§ Collected data
-=-=-

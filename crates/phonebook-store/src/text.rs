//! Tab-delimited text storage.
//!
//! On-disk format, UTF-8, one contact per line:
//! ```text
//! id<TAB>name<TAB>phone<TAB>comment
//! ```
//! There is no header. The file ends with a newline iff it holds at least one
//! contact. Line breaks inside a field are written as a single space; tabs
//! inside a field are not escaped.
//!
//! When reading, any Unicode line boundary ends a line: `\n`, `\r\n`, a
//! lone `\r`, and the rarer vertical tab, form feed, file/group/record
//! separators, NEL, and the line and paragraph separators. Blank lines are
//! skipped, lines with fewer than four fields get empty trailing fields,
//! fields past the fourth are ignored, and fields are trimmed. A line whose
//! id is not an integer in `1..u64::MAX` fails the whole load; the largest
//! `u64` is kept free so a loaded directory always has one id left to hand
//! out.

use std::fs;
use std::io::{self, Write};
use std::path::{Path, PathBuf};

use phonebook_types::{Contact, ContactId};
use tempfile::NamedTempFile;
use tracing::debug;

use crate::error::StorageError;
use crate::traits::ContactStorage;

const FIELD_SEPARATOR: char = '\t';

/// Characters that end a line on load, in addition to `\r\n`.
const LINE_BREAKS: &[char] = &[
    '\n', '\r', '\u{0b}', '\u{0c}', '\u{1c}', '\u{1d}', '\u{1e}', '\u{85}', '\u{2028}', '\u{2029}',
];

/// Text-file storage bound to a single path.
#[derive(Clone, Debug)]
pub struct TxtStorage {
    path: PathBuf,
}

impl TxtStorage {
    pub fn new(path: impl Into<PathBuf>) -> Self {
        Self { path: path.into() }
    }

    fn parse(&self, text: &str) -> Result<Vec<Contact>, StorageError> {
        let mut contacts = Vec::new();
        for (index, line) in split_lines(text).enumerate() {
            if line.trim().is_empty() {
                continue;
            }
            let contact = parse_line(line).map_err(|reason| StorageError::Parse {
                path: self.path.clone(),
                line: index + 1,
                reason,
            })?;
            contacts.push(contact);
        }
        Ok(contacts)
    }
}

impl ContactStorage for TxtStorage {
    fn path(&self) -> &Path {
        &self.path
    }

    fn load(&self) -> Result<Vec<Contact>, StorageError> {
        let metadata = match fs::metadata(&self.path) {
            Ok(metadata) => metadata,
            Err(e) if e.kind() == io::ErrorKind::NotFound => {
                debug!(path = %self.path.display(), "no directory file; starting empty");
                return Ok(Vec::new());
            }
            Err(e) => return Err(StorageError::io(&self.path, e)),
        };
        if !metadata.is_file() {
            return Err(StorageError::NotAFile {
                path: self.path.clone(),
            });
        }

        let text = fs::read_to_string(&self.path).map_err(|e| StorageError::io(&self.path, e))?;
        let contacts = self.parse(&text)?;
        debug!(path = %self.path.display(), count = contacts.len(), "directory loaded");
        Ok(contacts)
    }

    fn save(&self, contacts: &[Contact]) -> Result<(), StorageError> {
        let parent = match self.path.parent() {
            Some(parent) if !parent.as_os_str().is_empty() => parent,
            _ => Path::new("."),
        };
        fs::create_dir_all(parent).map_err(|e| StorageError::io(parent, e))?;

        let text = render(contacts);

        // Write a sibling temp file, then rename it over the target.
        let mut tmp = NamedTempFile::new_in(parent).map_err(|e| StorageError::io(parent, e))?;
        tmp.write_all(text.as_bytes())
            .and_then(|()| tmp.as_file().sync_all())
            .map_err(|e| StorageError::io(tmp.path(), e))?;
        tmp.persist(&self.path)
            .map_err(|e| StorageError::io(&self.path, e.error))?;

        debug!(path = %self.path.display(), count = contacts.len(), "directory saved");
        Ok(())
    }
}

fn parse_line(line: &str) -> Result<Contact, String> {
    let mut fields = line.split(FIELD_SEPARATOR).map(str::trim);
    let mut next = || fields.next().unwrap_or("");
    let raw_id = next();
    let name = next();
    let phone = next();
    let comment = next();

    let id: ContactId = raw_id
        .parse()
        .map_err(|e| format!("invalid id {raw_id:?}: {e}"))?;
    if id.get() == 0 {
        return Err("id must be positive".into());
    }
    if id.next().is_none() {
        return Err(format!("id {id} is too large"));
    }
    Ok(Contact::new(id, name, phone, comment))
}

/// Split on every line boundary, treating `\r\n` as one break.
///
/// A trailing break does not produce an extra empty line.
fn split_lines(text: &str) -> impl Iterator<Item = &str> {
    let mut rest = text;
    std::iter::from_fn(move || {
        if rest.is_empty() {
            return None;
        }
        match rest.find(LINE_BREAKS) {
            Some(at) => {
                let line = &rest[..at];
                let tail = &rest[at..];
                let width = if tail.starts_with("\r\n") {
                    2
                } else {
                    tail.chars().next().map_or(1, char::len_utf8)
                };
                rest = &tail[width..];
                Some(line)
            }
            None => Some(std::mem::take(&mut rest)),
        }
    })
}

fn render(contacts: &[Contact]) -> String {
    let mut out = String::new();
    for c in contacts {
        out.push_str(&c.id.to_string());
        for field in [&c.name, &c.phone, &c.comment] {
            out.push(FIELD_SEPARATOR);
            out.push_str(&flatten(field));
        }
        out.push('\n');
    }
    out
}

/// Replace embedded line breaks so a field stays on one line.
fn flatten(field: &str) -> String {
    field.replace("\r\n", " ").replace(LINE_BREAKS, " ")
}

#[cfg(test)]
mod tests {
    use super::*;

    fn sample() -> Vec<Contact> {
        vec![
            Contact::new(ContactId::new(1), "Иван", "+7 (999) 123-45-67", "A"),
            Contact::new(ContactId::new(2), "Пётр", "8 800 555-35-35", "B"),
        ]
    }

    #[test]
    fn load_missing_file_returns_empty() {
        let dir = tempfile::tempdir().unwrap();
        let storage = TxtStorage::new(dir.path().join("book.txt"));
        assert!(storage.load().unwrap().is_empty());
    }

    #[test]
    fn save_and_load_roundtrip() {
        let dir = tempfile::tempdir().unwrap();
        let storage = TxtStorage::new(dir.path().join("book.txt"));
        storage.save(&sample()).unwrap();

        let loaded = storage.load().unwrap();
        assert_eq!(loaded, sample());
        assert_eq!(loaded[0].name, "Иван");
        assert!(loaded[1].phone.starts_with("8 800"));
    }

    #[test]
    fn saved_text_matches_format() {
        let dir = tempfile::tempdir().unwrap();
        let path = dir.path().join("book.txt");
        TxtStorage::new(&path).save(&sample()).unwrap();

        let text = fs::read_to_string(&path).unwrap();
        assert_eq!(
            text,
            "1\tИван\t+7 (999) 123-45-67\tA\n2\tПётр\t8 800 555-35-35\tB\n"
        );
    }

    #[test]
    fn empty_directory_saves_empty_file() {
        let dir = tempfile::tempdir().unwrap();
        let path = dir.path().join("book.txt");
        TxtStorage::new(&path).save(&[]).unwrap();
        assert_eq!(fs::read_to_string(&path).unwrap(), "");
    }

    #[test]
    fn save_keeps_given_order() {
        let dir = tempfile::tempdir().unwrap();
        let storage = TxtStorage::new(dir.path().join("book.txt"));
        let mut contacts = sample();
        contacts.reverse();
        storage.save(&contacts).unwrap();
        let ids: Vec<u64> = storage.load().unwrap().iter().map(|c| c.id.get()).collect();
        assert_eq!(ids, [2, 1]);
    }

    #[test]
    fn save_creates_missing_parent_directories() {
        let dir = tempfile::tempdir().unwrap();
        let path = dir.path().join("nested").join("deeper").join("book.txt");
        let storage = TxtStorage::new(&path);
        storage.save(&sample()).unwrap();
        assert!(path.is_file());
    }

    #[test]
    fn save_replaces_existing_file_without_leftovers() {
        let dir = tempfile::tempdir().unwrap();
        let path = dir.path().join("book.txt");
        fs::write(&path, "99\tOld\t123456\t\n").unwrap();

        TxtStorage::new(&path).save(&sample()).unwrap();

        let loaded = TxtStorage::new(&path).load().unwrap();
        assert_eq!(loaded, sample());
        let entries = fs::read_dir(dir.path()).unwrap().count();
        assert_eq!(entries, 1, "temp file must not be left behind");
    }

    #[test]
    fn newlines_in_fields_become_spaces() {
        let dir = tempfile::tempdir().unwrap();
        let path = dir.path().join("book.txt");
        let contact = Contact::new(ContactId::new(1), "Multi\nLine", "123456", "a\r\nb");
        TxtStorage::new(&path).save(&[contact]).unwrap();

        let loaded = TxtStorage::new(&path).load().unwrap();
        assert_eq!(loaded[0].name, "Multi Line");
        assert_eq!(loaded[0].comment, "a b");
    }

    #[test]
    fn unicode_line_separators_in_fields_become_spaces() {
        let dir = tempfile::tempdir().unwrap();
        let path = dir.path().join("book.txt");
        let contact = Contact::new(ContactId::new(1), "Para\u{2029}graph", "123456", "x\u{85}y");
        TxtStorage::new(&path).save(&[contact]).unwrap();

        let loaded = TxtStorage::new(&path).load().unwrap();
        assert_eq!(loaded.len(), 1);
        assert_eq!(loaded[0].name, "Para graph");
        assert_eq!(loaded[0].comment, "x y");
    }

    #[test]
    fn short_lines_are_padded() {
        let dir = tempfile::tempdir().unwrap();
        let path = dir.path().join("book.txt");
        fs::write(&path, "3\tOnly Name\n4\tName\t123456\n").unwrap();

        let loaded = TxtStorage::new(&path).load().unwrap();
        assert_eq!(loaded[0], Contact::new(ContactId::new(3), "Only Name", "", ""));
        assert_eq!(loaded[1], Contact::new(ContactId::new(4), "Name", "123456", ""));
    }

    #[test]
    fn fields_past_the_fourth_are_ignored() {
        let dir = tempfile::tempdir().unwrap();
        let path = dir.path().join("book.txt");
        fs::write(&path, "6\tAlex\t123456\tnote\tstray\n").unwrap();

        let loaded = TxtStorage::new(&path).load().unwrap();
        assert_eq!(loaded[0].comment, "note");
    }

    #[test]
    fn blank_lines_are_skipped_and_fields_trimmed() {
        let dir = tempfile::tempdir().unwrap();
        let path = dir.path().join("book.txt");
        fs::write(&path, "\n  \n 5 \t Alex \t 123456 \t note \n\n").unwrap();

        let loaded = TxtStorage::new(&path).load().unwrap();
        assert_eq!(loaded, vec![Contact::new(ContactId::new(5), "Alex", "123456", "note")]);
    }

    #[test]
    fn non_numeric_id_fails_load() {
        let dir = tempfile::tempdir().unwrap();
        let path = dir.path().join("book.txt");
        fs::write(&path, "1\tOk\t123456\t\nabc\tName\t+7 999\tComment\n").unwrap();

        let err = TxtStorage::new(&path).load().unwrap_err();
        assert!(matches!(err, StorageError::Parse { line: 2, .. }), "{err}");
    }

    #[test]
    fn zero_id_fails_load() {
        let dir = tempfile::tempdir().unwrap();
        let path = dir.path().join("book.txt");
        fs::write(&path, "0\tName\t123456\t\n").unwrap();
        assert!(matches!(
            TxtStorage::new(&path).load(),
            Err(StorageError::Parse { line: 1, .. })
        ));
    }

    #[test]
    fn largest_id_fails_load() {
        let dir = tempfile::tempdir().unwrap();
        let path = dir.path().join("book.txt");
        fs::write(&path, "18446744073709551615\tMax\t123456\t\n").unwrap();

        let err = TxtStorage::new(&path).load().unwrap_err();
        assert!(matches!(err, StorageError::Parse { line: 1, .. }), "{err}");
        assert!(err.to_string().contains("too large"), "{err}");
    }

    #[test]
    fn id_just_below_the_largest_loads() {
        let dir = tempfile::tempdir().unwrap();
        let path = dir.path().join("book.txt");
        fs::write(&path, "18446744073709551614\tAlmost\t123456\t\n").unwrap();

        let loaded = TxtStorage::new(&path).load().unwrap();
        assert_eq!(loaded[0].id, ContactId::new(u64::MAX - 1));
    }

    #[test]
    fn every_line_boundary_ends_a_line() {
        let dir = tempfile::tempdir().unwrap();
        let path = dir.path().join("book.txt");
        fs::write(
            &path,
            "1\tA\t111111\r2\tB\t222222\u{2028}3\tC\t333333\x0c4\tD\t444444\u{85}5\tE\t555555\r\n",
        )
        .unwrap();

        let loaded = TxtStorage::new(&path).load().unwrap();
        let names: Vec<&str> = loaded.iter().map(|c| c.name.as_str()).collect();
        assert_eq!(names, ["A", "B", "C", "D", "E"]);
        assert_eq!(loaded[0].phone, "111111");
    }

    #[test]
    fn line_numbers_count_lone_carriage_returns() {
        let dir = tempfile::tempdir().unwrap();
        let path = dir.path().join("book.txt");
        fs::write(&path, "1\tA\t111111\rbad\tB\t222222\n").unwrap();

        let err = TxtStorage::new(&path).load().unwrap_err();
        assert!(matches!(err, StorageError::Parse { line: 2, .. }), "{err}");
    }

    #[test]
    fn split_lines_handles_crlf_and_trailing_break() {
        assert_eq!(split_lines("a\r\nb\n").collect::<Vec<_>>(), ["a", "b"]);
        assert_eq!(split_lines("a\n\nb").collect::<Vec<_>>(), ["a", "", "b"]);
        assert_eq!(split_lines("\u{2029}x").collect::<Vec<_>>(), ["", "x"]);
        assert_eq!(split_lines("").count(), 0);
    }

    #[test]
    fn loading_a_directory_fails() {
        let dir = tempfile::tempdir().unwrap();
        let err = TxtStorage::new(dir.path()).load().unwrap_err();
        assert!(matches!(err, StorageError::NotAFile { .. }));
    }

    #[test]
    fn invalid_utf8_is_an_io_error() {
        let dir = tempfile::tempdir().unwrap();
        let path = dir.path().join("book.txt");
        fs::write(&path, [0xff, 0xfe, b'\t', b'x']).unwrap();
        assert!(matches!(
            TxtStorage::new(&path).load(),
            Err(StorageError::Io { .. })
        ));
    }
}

-=-=-

§ WORK TO COMPLETE
After locating the line that contains "at least one", please copy exactly every line from the start of the records through it, and nothing else.

§ TASK RESPONSE
filename crates/phonebook-store/src/text.rs
//! Tab-delimited text storage.
//!
//! On-disk format, UTF-8, one contact per line:
//! ```text
//! id<TAB>name<TAB>phone<TAB>comment
//! ```
//! There is no header. The file ends with a newline iff it holds at least one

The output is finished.